Segment Open
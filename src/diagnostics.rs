// Bad-videos browser - items without thumbnails, narrowed by folder and playable
// Titles are drawn once when the browser opens, the same way feed cards get theirs

use tracing::debug;

use crate::catalog::{MediaRef, UnthumbnailedSet};
use crate::feed::generate_title;
use crate::random::RandomSource;

/// Label of the tab that lists every folder at once
pub const ALL_FOLDERS_LABEL: &str = "All Videos";

/// One unthumbnailed item as the browser shows it
#[derive(Debug, Clone)]
pub struct BadVideo {
    pub media: MediaRef,
    pub folder: String,
    pub title: String,
}

/// Folder tabs plus a selectable list over the unthumbnailed set.
///
/// Tab 0 is "All Videos"; tab `i + 1` narrows to the i-th folder in name order.
#[derive(Debug, Clone, Default)]
pub struct BadVideosBrowser {
    items: Vec<BadVideo>,
    folders: Vec<(String, usize)>,
    active_folder: Option<usize>,
    selected: usize,
}

impl BadVideosBrowser {
    pub fn open<R: RandomSource + ?Sized>(set: &UnthumbnailedSet, rng: &mut R) -> Self {
        let mut browser = Self::default();

        for (folder, items) in set.groups() {
            browser.folders.push((folder.to_string(), items.len()));
            browser.items.extend(items.iter().map(|media| BadVideo {
                media: MediaRef::clone(media),
                folder: folder.to_string(),
                title: generate_title(rng),
            }));
        }

        debug!(
            "Bad videos browser opened: {} items in {} folders",
            browser.items.len(),
            browser.folders.len()
        );
        browser
    }

    pub fn len(&self) -> usize {
        self.items.len()
    }

    pub fn is_empty(&self) -> bool {
        self.items.is_empty()
    }

    /// `All Videos (n)` first, then `folder (n)` for each folder
    pub fn tabs(&self) -> Vec<String> {
        std::iter::once(format!("{} ({})", ALL_FOLDERS_LABEL, self.items.len()))
            .chain(self.folders.iter().map(|(name, count)| format!("{} ({})", name, count)))
            .collect()
    }

    pub fn active_tab(&self) -> usize {
        self.active_folder.map_or(0, |index| index + 1)
    }

    /// `None` while every folder is shown
    pub fn active_folder(&self) -> Option<&str> {
        self.active_folder.map(|index| self.folders[index].0.as_str())
    }

    pub fn show_all(&mut self) {
        self.active_folder = None;
        self.selected = 0;
    }

    /// Narrow to `name`. Unknown folders leave the view untouched.
    pub fn show_folder(&mut self, name: &str) -> bool {
        match self.folders.iter().position(|(folder, _)| folder == name) {
            Some(index) => {
                self.active_folder = Some(index);
                self.selected = 0;
                true
            }
            None => false,
        }
    }

    /// Step through the tabs, wrapping at both ends
    pub fn cycle_folder(&mut self, step: isize) {
        let tabs = self.folders.len() as isize + 1;
        let next = (self.active_tab() as isize + step).rem_euclid(tabs) as usize;
        self.active_folder = next.checked_sub(1);
        self.selected = 0;
    }

    /// Items under the active tab, folders in name order
    pub fn visible(&self) -> Vec<&BadVideo> {
        match self.active_folder() {
            Some(folder) => self.items.iter().filter(|item| item.folder == folder).collect(),
            None => self.items.iter().collect(),
        }
    }

    pub fn selected(&self) -> usize {
        self.selected
    }

    pub fn move_up(&mut self) {
        self.selected = self.selected.saturating_sub(1);
    }

    pub fn move_down(&mut self) {
        if self.selected + 1 < self.visible().len() {
            self.selected += 1;
        }
    }

    pub fn selected_item(&self) -> Option<&BadVideo> {
        self.visible().get(self.selected).copied()
    }
}

#[cfg(test)]
mod tests {
    use super::*;
    use crate::catalog::MediaDescriptor;
    use crate::random::ScriptedRandom;
    use std::sync::Arc;

    fn bare(path: &str) -> MediaRef {
        Arc::new(MediaDescriptor::new(path, None))
    }

    fn browser() -> BadVideosBrowser {
        let catalog = vec![
            bare("Songs/b.mp4"),
            bare("Cartoons/x.mp4"),
            bare("Songs/a.mp4"),
            Arc::new(MediaDescriptor::new("Songs/ok.mp4", Some("ok.webp"))),
        ];
        let set = UnthumbnailedSet::from_catalog(&catalog);
        BadVideosBrowser::open(&set, &mut ScriptedRandom::new(vec![0.1, 0.5, 0.9]))
    }

    fn paths(browser: &BadVideosBrowser) -> Vec<&str> {
        browser.visible().iter().map(|item| item.media.video_path.as_str()).collect()
    }

    #[test]
    fn test_opens_on_all_videos() {
        let browser = browser();
        assert_eq!(browser.len(), 3);
        assert_eq!(browser.active_tab(), 0);
        assert_eq!(browser.active_folder(), None);
        assert_eq!(browser.tabs(), vec!["All Videos (3)", "Cartoons (1)", "Songs (2)"]);
        assert_eq!(paths(&browser), vec!["Cartoons/x.mp4", "Songs/b.mp4", "Songs/a.mp4"]);
        assert!(browser.visible().iter().all(|item| !item.title.is_empty()));
    }

    #[test]
    fn test_folder_narrows_list() {
        let mut browser = browser();
        assert!(browser.show_folder("Songs"));
        assert_eq!(browser.active_tab(), 2);
        assert_eq!(paths(&browser), vec!["Songs/b.mp4", "Songs/a.mp4"]);

        assert!(!browser.show_folder("Missing"));
        assert_eq!(browser.active_folder(), Some("Songs"));

        browser.show_all();
        assert_eq!(browser.visible().len(), 3);
    }

    #[test]
    fn test_cycle_wraps_through_all_tab() {
        let mut browser = browser();
        browser.cycle_folder(1);
        assert_eq!(browser.active_folder(), Some("Cartoons"));
        browser.cycle_folder(1);
        assert_eq!(browser.active_folder(), Some("Songs"));
        browser.cycle_folder(1);
        assert_eq!(browser.active_folder(), None);
        browser.cycle_folder(-1);
        assert_eq!(browser.active_folder(), Some("Songs"));
    }

    #[test]
    fn test_selection_follows_narrowed_list() {
        let mut browser = browser();
        browser.move_down();
        browser.move_down();
        browser.move_down();
        assert_eq!(browser.selected(), 2);

        browser.show_folder("Cartoons");
        assert_eq!(browser.selected(), 0);
        browser.move_down();
        let picked = browser.selected_item().map(|item| item.media.video_path.as_str());
        assert_eq!(picked, Some("Cartoons/x.mp4"));
    }

    #[test]
    fn test_empty_set() {
        let mut browser = BadVideosBrowser::open(&UnthumbnailedSet::default(), &mut ScriptedRandom::constant(0.0));
        assert!(browser.is_empty());
        assert_eq!(browser.tabs(), vec!["All Videos (0)"]);
        browser.cycle_folder(1);
        assert_eq!(browser.active_tab(), 0);
        assert!(browser.selected_item().is_none());
    }
}
// Grid cursor - selection and scrolling over a flat feed laid out in columns
// Pure bookkeeping, no drawing; the boundary check is what drives feed extension

/// Widest grid we lay out; more columns than this never fit a terminal anyway
pub const MAX_COLUMNS: usize = 32;

/// Selection inside a `columns`-wide grid of `len` cards
#[derive(Debug, Clone, Copy, PartialEq, Eq)]
pub struct GridCursor {
    columns: usize,
    selected: usize,
    scroll_row: usize,
}

impl GridCursor {
    pub fn new(columns: usize) -> Self {
        Self {
            columns: columns.clamp(1, MAX_COLUMNS),
            selected: 0,
            scroll_row: 0,
        }
    }

    pub fn columns(&self) -> usize {
        self.columns
    }

    pub fn selected(&self) -> usize {
        self.selected
    }

    pub fn scroll_row(&self) -> usize {
        self.scroll_row
    }

    pub fn reset(&mut self) {
        self.selected = 0;
        self.scroll_row = 0;
    }

    pub fn row_of(&self, index: usize) -> usize {
        index / self.columns
    }

    pub fn total_rows(&self, len: usize) -> usize {
        len.div_ceil(self.columns)
    }

    pub fn move_left(&mut self) {
        self.selected = self.selected.saturating_sub(1);
    }

    pub fn move_right(&mut self, len: usize) {
        if self.selected + 1 < len {
            self.selected += 1;
        }
    }

    pub fn move_up(&mut self, rows: usize) {
        self.selected = self.selected.saturating_sub(self.columns * rows);
    }

    /// Down by `rows`, stopping on the last card rather than wrapping
    pub fn move_down(&mut self, rows: usize, len: usize) {
        if len == 0 {
            return;
        }
        self.selected = (self.selected + self.columns * rows).min(len - 1);
    }

    /// Keep the selected row inside a window of `visible_rows`
    pub fn follow(&mut self, visible_rows: usize) {
        let visible_rows = visible_rows.max(1);
        let row = self.row_of(self.selected);
        if row < self.scroll_row {
            self.scroll_row = row;
        } else if row >= self.scroll_row + visible_rows {
            self.scroll_row = row + 1 - visible_rows;
        }
    }

    /// True when the selection sits within `boundary_rows` of the last row
    pub fn near_bottom(&self, len: usize, boundary_rows: usize) -> bool {
        if len == 0 {
            return false;
        }
        let last_row = self.total_rows(len) - 1;
        self.row_of(self.selected) + boundary_rows >= last_row
    }

    /// Clamp after the feed shrank (filter change, refetch)
    pub fn clamp(&mut self, len: usize) {
        if len == 0 {
            self.reset();
        } else if self.selected >= len {
            self.selected = len - 1;
        }
    }
}
use anyhow::Result;
use crossterm::event::{self, Event, KeyCode, KeyEvent, KeyEventKind, KeyModifiers};
use std::time::Duration;
use tokio::sync::mpsc;
use tokio::task::JoinHandle;
use tracing::warn;

#[derive(Debug, Clone, PartialEq, Eq)]
pub enum AppEvent {
    // UI Events
    Quit,
    Tick,
    Render,

    // Navigation Events
    Up,
    Down,
    Left,
    Right,
    PageUp,
    PageDown,
    Home,

    // Category Events
    NextCategory,
    PreviousCategory,

    // Playback Events
    Play,
    Back,

    // Overlays
    ToggleBadVideos,
    ToggleHelp,

    // Catalog Events
    Refresh,
}

pub struct EventHandler {
    event_sender: mpsc::UnboundedSender<AppEvent>,
    event_receiver: mpsc::UnboundedReceiver<AppEvent>,
}

impl EventHandler {
    pub fn new() -> Self {
        let (event_sender, event_receiver) = mpsc::unbounded_channel();

        Self {
            event_sender,
            event_receiver,
        }
    }

    pub fn sender(&self) -> mpsc::UnboundedSender<AppEvent> {
        self.event_sender.clone()
    }

    pub async fn next_event(&mut self) -> Option<AppEvent> {
        self.event_receiver.recv().await
    }

    /// Spawn the terminal reader; it stops once the receiver is gone
    pub fn start(&self) -> JoinHandle<()> {
        let sender = self.sender();
        tokio::spawn(async move {
            if let Err(e) = read_terminal_events(sender).await {
                warn!("Terminal event reader stopped: {}", e);
            }
        })
    }
}

impl Default for EventHandler {
    fn default() -> Self {
        Self::new()
    }
}

async fn read_terminal_events(sender: mpsc::UnboundedSender<AppEvent>) -> Result<()> {
    loop {
        if event::poll(Duration::from_millis(50))? {
            let app_event = match event::read()? {
                Event::Key(key) if key.kind == KeyEventKind::Press => key_to_app_event(key),
                Event::Resize(_, _) => Some(AppEvent::Render),
                _ => None,
            };
            if let Some(app_event) = app_event {
                if sender.send(app_event).is_err() {
                    return Ok(());
                }
            }
        }

        // Periodic tick keeps status messages expiring
        if sender.send(AppEvent::Tick).is_err() {
            return Ok(());
        }
        tokio::time::sleep(Duration::from_millis(100)).await;
    }
}

pub fn key_to_app_event(key: KeyEvent) -> Option<AppEvent> {
    match (key.code, key.modifiers) {
        // Quit
        (KeyCode::Char('q'), _) => Some(AppEvent::Quit),
        (KeyCode::Char('c'), KeyModifiers::CONTROL) => Some(AppEvent::Quit),

        // Grid navigation (vim keys too)
        (KeyCode::Up, _) | (KeyCode::Char('k'), KeyModifiers::NONE) => Some(AppEvent::Up),
        (KeyCode::Down, _) | (KeyCode::Char('j'), KeyModifiers::NONE) => Some(AppEvent::Down),
        (KeyCode::Left, _) | (KeyCode::Char('h'), KeyModifiers::NONE) => Some(AppEvent::Left),
        (KeyCode::Right, _) | (KeyCode::Char('l'), KeyModifiers::NONE) => Some(AppEvent::Right),
        (KeyCode::PageUp, _) => Some(AppEvent::PageUp),
        (KeyCode::PageDown, _) => Some(AppEvent::PageDown),
        (KeyCode::Home, _) | (KeyCode::Char('g'), KeyModifiers::NONE) => Some(AppEvent::Home),

        // Categories
        (KeyCode::Tab, _) | (KeyCode::Char(']'), _) => Some(AppEvent::NextCategory),
        (KeyCode::BackTab, _) | (KeyCode::Char('['), _) => Some(AppEvent::PreviousCategory),

        // Playback
        (KeyCode::Enter, _) => Some(AppEvent::Play),
        (KeyCode::Esc, _) | (KeyCode::Backspace, _) => Some(AppEvent::Back),

        // Overlays
        (KeyCode::Char('b'), KeyModifiers::NONE) => Some(AppEvent::ToggleBadVideos),
        (KeyCode::Char('?'), _) => Some(AppEvent::ToggleHelp),

        // Catalog
        (KeyCode::Char('r'), KeyModifiers::NONE) | (KeyCode::F(5), _) => Some(AppEvent::Refresh),

        _ => None,
    }
}
use tracing::{debug, info};

use super::titles::generate_title;
use crate::catalog::MediaRef;
use crate::random::{shuffled, RandomSource};

/// One card in the grid. The same descriptor can show up many times.
#[derive(Debug, Clone)]
pub struct FeedEntry {
    pub media: MediaRef,
    /// 1-based position in the feed, stable once assigned
    pub display_index: usize,
    pub title: String,
}

/// What a request to grow the feed actually did
#[derive(Debug, Clone, Copy, PartialEq, Eq)]
pub enum ExtensionOutcome {
    /// Appended this many entries
    Appended(usize),
    /// Backing list was empty, nothing to recycle
    Empty,
    /// Would have grown past the configured cap
    Capped,
    /// Another extension was still in flight
    Dropped,
}

impl ExtensionOutcome {
    pub fn appended(&self) -> usize {
        match self {
            ExtensionOutcome::Appended(count) => *count,
            _ => 0,
        }
    }
}

/// Endless feed over a finite backing list.
///
/// The first page is the backing list in catalog order. Every extension
/// appends a freshly shuffled copy of the whole backing list, so small
/// catalogs repeat instead of running out.
#[derive(Debug, Default)]
pub struct FeedGenerator {
    entries: Vec<FeedEntry>,
    max_entries: Option<usize>,
    extensions: usize,
}

impl FeedGenerator {
    pub fn new(max_entries: Option<usize>) -> Self {
        Self {
            entries: Vec::new(),
            max_entries,
            extensions: 0,
        }
    }

    /// Empty the feed. Display indices start over at 1.
    pub fn reset(&mut self) {
        self.entries.clear();
        self.extensions = 0;
    }

    /// Reset and lay out `backing` in its natural order
    pub fn render_initial<R: RandomSource + ?Sized>(&mut self, backing: &[MediaRef], rng: &mut R) {
        self.reset();
        self.append(backing.iter().cloned(), rng);
        info!("Feed initialised with {} entries", self.entries.len());
    }

    /// Append one shuffled pass over `backing`.
    ///
    /// Always the full backing list, never the already-materialized feed.
    pub fn extend<R: RandomSource + ?Sized>(&mut self, backing: &[MediaRef], rng: &mut R) -> ExtensionOutcome {
        if backing.is_empty() {
            debug!("Extension skipped, backing list empty");
            return ExtensionOutcome::Empty;
        }

        if let Some(cap) = self.max_entries {
            if self.entries.len() + backing.len() > cap {
                debug!("Extension refused, feed would exceed cap of {}", cap);
                return ExtensionOutcome::Capped;
            }
        }

        let batch = shuffled(backing, rng);
        let appended = self.append(batch.into_iter(), rng);
        self.extensions += 1;

        debug!(
            "Feed extension #{} appended {} entries (total {})",
            self.extensions,
            appended,
            self.entries.len()
        );
        ExtensionOutcome::Appended(appended)
    }

    fn append<R, I>(&mut self, media: I, rng: &mut R) -> usize
    where
        R: RandomSource + ?Sized,
        I: Iterator<Item = MediaRef>,
    {
        let before = self.entries.len();
        for media in media {
            let display_index = self.entries.len() + 1;
            self.entries.push(FeedEntry {
                media,
                display_index,
                title: generate_title(rng),
            });
        }
        self.entries.len() - before
    }

    pub fn entries(&self) -> &[FeedEntry] {
        &self.entries
    }

    pub fn len(&self) -> usize {
        self.entries.len()
    }

    pub fn is_empty(&self) -> bool {
        self.entries.is_empty()
    }

    /// Extensions since the last reset
    pub fn extensions(&self) -> usize {
        self.extensions
    }
}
Segment Closed
● TASK STATEMENT: From the start of the data to the line that holds "browser shows it", retype each line exactly, with both ends included.

● WRITTEN SOLUTION:
filename src/diagnostics.rs
// Bad-videos browser - items without thumbnails, narrowed by folder and playable
// Titles are drawn once when the browser opens, the same way feed cards get theirs

use tracing::debug;

use crate::catalog::{MediaRef, UnthumbnailedSet};
use crate::feed::generate_title;
use crate::random::RandomSource;

/// Label of the tab that lists every folder at once
pub const ALL_FOLDERS_LABEL: &str = "All Videos";

/// One unthumbnailed item as the browser shows it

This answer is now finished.